▶ [Input for this task]
__________
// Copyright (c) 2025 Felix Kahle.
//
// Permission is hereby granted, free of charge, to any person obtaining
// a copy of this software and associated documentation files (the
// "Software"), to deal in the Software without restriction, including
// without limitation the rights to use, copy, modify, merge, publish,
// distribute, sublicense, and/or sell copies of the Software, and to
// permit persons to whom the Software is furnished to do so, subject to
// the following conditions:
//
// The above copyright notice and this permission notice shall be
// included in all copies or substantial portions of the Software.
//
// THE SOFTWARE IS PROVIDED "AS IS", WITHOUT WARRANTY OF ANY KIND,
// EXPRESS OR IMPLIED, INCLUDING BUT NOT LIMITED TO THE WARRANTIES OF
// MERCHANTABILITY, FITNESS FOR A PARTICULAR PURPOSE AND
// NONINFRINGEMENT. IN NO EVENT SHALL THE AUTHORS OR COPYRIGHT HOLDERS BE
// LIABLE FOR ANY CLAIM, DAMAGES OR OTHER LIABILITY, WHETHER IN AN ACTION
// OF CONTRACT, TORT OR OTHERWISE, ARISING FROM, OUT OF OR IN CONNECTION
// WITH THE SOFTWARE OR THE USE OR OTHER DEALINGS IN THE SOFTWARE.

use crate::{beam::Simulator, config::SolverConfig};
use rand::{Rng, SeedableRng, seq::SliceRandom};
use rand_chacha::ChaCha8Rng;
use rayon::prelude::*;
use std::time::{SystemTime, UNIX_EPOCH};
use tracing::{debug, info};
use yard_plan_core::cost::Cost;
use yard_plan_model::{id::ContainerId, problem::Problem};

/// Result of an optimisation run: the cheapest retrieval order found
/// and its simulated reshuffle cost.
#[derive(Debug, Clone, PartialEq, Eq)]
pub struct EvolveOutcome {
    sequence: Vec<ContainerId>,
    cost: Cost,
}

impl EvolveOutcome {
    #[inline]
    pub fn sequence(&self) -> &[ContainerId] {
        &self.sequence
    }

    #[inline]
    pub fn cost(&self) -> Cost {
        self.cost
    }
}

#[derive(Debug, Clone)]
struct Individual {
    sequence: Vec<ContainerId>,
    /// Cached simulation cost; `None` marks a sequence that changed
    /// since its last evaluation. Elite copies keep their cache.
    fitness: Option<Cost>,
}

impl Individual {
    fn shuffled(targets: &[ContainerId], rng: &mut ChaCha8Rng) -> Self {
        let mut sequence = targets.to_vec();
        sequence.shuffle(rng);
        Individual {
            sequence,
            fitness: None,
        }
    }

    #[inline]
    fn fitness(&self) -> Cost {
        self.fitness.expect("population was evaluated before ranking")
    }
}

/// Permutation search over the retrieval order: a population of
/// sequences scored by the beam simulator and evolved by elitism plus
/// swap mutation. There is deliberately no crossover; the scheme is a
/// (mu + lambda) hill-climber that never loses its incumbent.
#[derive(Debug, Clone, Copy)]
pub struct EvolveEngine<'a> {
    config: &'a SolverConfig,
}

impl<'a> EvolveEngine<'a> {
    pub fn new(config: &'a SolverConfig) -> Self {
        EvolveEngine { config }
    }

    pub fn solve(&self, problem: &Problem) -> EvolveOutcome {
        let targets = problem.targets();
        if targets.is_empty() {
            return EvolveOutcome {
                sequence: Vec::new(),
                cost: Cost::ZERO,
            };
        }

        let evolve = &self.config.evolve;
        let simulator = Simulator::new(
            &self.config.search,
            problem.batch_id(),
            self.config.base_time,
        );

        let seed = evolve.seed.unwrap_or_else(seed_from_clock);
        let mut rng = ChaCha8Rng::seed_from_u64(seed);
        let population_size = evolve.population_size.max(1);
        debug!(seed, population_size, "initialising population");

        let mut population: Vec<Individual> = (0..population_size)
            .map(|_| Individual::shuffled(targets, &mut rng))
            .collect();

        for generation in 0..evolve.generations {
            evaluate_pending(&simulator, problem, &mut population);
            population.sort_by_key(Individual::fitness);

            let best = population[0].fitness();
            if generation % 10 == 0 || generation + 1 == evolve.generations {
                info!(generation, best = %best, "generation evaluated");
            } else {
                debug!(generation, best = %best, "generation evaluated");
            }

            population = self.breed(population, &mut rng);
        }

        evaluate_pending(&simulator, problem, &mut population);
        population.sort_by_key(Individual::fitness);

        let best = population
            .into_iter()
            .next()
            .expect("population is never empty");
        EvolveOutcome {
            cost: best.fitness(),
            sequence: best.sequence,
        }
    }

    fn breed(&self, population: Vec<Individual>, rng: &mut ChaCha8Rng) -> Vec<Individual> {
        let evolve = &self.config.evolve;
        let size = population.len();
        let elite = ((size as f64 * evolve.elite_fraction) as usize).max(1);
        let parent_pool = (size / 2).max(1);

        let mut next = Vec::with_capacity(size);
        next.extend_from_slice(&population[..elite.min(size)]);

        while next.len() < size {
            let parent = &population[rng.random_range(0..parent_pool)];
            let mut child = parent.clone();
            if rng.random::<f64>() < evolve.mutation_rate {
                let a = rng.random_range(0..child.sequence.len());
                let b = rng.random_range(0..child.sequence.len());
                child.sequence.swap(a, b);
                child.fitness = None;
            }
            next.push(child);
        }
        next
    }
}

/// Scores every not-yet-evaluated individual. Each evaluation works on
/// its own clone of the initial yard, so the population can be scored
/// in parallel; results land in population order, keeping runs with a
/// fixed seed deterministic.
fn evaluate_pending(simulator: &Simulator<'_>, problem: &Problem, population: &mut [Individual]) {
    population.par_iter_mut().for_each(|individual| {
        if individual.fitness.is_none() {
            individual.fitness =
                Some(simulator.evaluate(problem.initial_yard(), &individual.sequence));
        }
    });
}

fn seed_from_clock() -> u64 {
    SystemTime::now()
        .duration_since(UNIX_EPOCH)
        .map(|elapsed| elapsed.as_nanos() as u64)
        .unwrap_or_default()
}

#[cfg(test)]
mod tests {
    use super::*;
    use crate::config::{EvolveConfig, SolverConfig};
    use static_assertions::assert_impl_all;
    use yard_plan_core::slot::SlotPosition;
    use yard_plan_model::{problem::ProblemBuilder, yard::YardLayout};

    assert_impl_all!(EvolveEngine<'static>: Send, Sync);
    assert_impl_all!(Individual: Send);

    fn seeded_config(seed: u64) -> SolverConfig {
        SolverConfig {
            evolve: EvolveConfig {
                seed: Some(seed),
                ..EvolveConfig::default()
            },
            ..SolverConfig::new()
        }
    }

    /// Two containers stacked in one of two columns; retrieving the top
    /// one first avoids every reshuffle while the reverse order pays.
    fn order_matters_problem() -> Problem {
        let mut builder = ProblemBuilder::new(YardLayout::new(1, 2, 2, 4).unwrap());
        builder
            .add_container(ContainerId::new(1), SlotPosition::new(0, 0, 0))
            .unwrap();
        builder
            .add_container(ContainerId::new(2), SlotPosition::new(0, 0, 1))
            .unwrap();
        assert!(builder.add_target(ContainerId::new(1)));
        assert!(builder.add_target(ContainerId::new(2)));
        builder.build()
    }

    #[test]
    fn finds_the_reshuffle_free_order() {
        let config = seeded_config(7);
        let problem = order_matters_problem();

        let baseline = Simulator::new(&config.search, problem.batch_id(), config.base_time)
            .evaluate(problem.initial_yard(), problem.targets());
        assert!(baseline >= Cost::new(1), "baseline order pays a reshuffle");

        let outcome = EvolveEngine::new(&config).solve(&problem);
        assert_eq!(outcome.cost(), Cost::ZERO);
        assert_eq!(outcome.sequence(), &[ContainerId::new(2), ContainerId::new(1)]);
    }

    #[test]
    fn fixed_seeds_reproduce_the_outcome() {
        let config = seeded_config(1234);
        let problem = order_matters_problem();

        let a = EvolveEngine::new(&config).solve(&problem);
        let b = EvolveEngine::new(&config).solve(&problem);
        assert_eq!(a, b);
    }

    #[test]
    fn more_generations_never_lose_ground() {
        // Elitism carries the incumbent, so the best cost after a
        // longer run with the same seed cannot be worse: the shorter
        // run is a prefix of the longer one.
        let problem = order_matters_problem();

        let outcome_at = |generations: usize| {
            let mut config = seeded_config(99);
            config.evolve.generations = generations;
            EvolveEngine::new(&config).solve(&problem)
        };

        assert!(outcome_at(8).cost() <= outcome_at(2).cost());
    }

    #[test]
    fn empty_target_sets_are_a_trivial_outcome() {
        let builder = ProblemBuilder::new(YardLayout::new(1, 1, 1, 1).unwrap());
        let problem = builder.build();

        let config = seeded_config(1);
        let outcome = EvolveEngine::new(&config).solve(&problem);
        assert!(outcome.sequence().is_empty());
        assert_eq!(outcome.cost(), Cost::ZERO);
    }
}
__________
▶ [Activity] Every line above that holds the string "EvolveConfig" should be copied out.

▶ [Answer section]
    use crate::config::{EvolveConfig, SolverConfig};
            evolve: EvolveConfig {
                ..EvolveConfig::default()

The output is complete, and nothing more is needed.